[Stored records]
* * * * *

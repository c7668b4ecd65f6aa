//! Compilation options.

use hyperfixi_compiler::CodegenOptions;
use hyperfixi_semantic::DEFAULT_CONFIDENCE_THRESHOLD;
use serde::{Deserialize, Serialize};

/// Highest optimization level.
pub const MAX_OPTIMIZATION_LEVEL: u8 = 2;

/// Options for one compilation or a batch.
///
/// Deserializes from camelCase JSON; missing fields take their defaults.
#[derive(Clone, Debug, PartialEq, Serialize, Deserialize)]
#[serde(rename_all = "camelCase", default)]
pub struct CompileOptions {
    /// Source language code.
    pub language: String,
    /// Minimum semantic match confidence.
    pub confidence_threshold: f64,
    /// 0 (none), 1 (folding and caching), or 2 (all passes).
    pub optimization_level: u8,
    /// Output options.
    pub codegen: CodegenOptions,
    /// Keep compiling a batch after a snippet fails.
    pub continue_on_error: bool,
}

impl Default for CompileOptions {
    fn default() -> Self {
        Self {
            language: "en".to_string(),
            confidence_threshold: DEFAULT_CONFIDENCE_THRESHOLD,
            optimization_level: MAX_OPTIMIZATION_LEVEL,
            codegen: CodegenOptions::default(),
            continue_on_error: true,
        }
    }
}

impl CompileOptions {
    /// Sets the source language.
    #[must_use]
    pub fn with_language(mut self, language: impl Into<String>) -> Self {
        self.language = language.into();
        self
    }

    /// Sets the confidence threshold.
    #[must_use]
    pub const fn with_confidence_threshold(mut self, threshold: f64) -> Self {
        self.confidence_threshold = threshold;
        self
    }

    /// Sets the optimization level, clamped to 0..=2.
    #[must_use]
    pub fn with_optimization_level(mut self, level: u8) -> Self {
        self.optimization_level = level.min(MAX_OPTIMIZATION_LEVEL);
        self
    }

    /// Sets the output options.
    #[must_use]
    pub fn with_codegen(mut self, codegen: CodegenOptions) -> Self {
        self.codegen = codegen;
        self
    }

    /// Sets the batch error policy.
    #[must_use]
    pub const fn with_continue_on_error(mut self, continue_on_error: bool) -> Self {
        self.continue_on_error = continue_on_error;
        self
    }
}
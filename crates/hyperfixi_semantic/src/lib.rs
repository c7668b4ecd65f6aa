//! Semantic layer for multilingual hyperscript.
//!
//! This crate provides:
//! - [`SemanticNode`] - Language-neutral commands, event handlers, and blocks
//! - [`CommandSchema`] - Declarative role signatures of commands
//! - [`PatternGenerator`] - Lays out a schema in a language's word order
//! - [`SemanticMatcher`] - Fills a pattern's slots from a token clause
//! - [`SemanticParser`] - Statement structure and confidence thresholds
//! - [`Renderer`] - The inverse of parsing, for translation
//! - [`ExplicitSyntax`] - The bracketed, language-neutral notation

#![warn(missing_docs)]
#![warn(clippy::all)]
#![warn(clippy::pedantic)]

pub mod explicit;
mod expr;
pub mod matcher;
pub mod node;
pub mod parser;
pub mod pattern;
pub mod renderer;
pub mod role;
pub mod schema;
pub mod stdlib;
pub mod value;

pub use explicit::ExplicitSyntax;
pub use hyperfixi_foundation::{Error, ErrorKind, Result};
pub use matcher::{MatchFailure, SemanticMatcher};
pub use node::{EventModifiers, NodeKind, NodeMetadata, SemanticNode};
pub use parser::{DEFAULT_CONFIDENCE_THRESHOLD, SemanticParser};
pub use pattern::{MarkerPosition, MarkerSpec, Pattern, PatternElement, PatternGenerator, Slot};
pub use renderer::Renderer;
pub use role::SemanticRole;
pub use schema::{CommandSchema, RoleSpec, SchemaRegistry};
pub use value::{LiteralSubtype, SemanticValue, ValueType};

* * * * *

→ **TASK TO COMPLETE**
In the preceding records, how many lines include the word "PatternGenerator"? Reply with the number only.

→ **RESPONSE TO THIS TASK**
2